//! Pure Rust image processing backend.
//!
//! ## Crate mapping
//!
//! | Operation | Crate / function |
//! |---|---|
//! | Decode (JPEG, PNG, WebP) | `image::ImageReader` with format sniffing |
//! | Crop | `image::DynamicImage::crop_imm` |
//! | Downscale / zoom | `image::DynamicImage::resize_exact` with `Lanczos3` |
//! | Composite | `image::imageops::overlay` onto a white RGBA canvas |
//! | Encode | `image::codecs::jpeg::JpegEncoder` |

use super::backend::{BackendError, Canvas, ImageBackend, SourceImage};
use super::calculations::visible_region;
use super::params::{CompositeParams, CropParams, Quality};
use crate::types::EncodedImage;
use image::codecs::jpeg::JpegEncoder;
use image::imageops::FilterType;
use image::{DynamicImage, ExtendedColorType, ImageEncoder, ImageReader, Rgba, RgbImage};
use std::io::Cursor;

/// Canvas background. JPEG has no alpha, so uncovered areas must be opaque.
const CANVAS_BACKGROUND: Rgba<u8> = Rgba([255, 255, 255, 255]);

/// Pure Rust backend using the `image` crate ecosystem.
///
/// See the [module docs](self) for the crate-to-operation mapping.
pub struct RustBackend;

impl RustBackend {
    pub fn new() -> Self {
        Self
    }
}

impl Default for RustBackend {
    fn default() -> Self {
        Self::new()
    }
}

/// Encode RGB pixels as JPEG.
fn encode_jpeg(rgb: &RgbImage, quality: Quality) -> Result<EncodedImage, BackendError> {
    let mut bytes = Vec::new();
    JpegEncoder::new_with_quality(&mut bytes, quality.value())
        .write_image(
            rgb.as_raw(),
            rgb.width(),
            rgb.height(),
            ExtendedColorType::Rgb8,
        )
        .map_err(|e| BackendError::ProcessingFailed(format!("JPEG encode failed: {}", e)))?;
    Ok(EncodedImage {
        bytes,
        mime: "image/jpeg",
        width: rgb.width(),
        height: rgb.height(),
    })
}

/// Flatten RGBA onto the canvas background before dropping alpha.
fn flatten(canvas: &Canvas) -> RgbImage {
    RgbImage::from_fn(canvas.width(), canvas.height(), |x, y| {
        let Rgba([r, g, b, a]) = *canvas.get_pixel(x, y);
        let blend = |c: u8, bg: u8| {
            ((c as u32 * a as u32 + bg as u32 * (255 - a as u32)) / 255) as u8
        };
        image::Rgb([
            blend(r, CANVAS_BACKGROUND.0[0]),
            blend(g, CANVAS_BACKGROUND.0[1]),
            blend(b, CANVAS_BACKGROUND.0[2]),
        ])
    })
}

impl ImageBackend for RustBackend {
    fn decode(&self, bytes: &[u8]) -> Result<SourceImage, BackendError> {
        let pixels = ImageReader::new(Cursor::new(bytes))
            .with_guessed_format()
            .map_err(BackendError::Io)?
            .decode()
            .map_err(|e| BackendError::ProcessingFailed(format!("Failed to decode image: {}", e)))?;
        Ok(SourceImage::from_image(pixels))
    }

    fn crop(&self, source: &SourceImage, params: &CropParams) -> Result<EncodedImage, BackendError> {
        let r = params.region;
        let dims = source.dimensions();
        if r.width == 0
            || r.height == 0
            || r.x + r.width > dims.width
            || r.y + r.height > dims.height
        {
            return Err(BackendError::ProcessingFailed(format!(
                "Crop region {}x{}+{}+{} outside {}x{} source",
                r.width, r.height, r.x, r.y, dims.width, dims.height
            )));
        }

        let region = source.pixels().crop_imm(r.x, r.y, r.width, r.height);
        let scaled = if (params.output_width, params.output_height) == (r.width, r.height) {
            region
        } else {
            region.resize_exact(
                params.output_width,
                params.output_height,
                FilterType::Lanczos3,
            )
        };
        encode_jpeg(&scaled.to_rgb8(), params.quality)
    }

    fn composite(
        &self,
        source: &SourceImage,
        params: &CompositeParams,
    ) -> Result<Canvas, BackendError> {
        let size = params.canvas_size;
        let mut canvas = Canvas::from_pixel(size, size, CANVAS_BACKGROUND);

        let Some(visible) = visible_region(params.placement, source.dimensions().as_tuple(), size)
        else {
            return Ok(canvas);
        };

        let src = visible.source;
        let patch: DynamicImage = source
            .pixels()
            .crop_imm(src.x, src.y, src.width, src.height)
            .resize_exact(visible.dest.width, visible.dest.height, FilterType::Lanczos3);
        image::imageops::overlay(
            &mut canvas,
            &patch.to_rgba8(),
            visible.dest.x as i64,
            visible.dest.y as i64,
        );
        Ok(canvas)
    }

    fn encode(&self, canvas: &Canvas, quality: Quality) -> Result<EncodedImage, BackendError> {
        encode_jpeg(&flatten(canvas), quality)
    }
}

#### Task:
Find the word "bytes" in the listing above. Copy each line where it appears.

#### Answer box:
    let mut bytes = Vec::new();
    JpegEncoder::new_with_quality(&mut bytes, quality.value())
        bytes,
    fn decode(&self, bytes: &[u8]) -> Result<SourceImage, BackendError> {
        let pixels = ImageReader::new(Cursor::new(bytes))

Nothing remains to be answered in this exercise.